“Summer in Spring”, Heat wave effects on Mediterranean Plankton communities: Resistance, Resilience and Recovery (Heat Plank 3R). Project Lead: Francesca Vidussi and Behzad Mostajir
Timing: Planed for one month during May-June 2019
TA-Applicants: 10 Scientists, students and trainees are strongly invited to participate
It is now increasing evidence that Climate Change affects extreme weather. In particular, the hottest days are now hotter, and the number of the so called heat waves (periods of extreme high temperature for the season) worldwide has increased. Therefore, very extreme unusual events occurring more frequently now, like “Summer in Spring” episodes (i. e. June 2017 in western Europe).
There is no doubt that climate warming impacts marine ecosystems and major changes are expected in their functioning in the near future. It is known that warming impact the structure and functioning of the plankton food web in coastal water, in particular in shallow ones that are highly sensitive to climate warming (Vidussi et al. 2011). Therefore, shallow coastal ecosystems of ecological and economic interests (i. e. exploited areas for aquaculture) are particularly vulnerable to heat waves. Moreover, in the case of the heat waves, since the resistance and resilience of the different planktonic communities facing warming could be different, the recovery of the whole plankton community after the extreme event could result in a restructuration and a consequent modification of functioning.
To study the effect of heat-waves, on coastal planktonic Mediterranean communities focusing on their resistance, resilience and recovery, a mesocosm experiment will be conducted using several pelagic in situ mesocosms of MEDIMEER. The in situ mesocosms will be immerged in the natural water column and therefore its water temperatures follow the natural water temperature variations during the day/night periods as well as during several weeks of the experimentations. To simulate a “Summer in Spring event”, the water column of several mesocosms will be increased 4-5°C to simulate a heat-waves event and maintained during 4-5 days at 4-5°C higher than the other in situ mesocosms with natural water temperature which act as control mesocosms. After these 4-5 days of heating waves, the applied increase of water temperature will be stopped and all mesocosms (heated and control) will have the same natural ambient water temperature. By applying a daily sampling during the experiment, the effects of heat-waves, including the resistance, resilience and recovery of the planktonic communities will be investigated.
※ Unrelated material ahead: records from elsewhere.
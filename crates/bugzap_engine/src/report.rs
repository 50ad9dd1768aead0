use std::fs;
use std::io::{self, Write};
use std::path::{Path, PathBuf};

use tempfile::NamedTempFile;
use thiserror::Error;

#[derive(Debug, Error)]
pub enum ReportError {
    #[error("report directory missing or not writable: {0}")]
    OutputDir(String),
    #[error("io error: {0}")]
    Io(#[from] io::Error),
}

/// `bugzap_crash_report_{millis}.json`
pub fn report_filename(timestamp_millis: i64) -> String {
    format!("bugzap_crash_report_{timestamp_millis}.json")
}

/// Saves analysis reports into one directory, replacing files atomically.
pub struct ReportWriter {
    dir: PathBuf,
}

impl ReportWriter {
    pub fn new(dir: impl Into<PathBuf>) -> Self {
        Self { dir: dir.into() }
    }

    pub fn dir(&self) -> &Path {
        &self.dir
    }

    /// Writes `contents` to `{dir}/{filename}` through a temp file and rename.
    pub fn save(&self, filename: &str, contents: &str) -> Result<PathBuf, ReportError> {
        self.ensure_dir()?;

        let target = self.dir.join(filename);
        let mut tmp = NamedTempFile::new_in(&self.dir)?;
        tmp.write_all(contents.as_bytes())?;
        tmp.flush()?;
        tmp.as_file_mut().sync_all()?;

        tmp.persist(&target).map_err(|e| ReportError::Io(e.error))?;
        Ok(target)
    }

    fn ensure_dir(&self) -> Result<(), ReportError> {
        if self.dir.exists() {
            let meta = fs::metadata(&self.dir).map_err(|e| ReportError::OutputDir(e.to_string()))?;
            if !meta.is_dir() {
                return Err(ReportError::OutputDir(format!(
                    "{} is not a directory",
                    self.dir.display()
                )));
            }
            return Ok(());
        }
        fs::create_dir_all(&self.dir).map_err(|e| ReportError::OutputDir(e.to_string()))
    }
}
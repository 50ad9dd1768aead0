//! BugZap core: pure submission state machine and view-model helpers.
mod effect;
mod msg;
mod report;
mod state;
mod update;
mod view_model;

pub use effect::Effect;
pub use msg::Msg;
pub use report::AnalysisReport;
pub use state::{AppState, EngineHint, FeedbackStatus, Phase, SelectedLog, SubmissionId};
pub use update::update;
pub use view_model::{log_preview, AppViewModel, ReportView, PREVIEW_LINES};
This mesocosm experiment is planted to be realized during one month in May-June 2019. This experiment will be an occasion to study the plankton communities or processes that the local team does not study like plankton parasites, virioplankton or preferential nutrient assimilation by different groups of phytoplankton or bacteria, etc. It is also an occasion to test new methods to study the plankton food web components or functioning like use of underwater camera or cytometry to study large and small plankton, or other underwater instruments like in situ Fast repetition fluorometer to study photosynthesis, etc. Graduate students at different levels (Master, Ph.D., etc.) are very welcome for training and participating in this experiment, all trainees will be supervised by the local team. International scientists and students are invited to contact the local scientists for propositions (Francesca.Vidussi@umontpellier.fr & Behzad.Mostajir@umontpellier.fr).
About 10 scientists including students and trainees can participate in this experiment.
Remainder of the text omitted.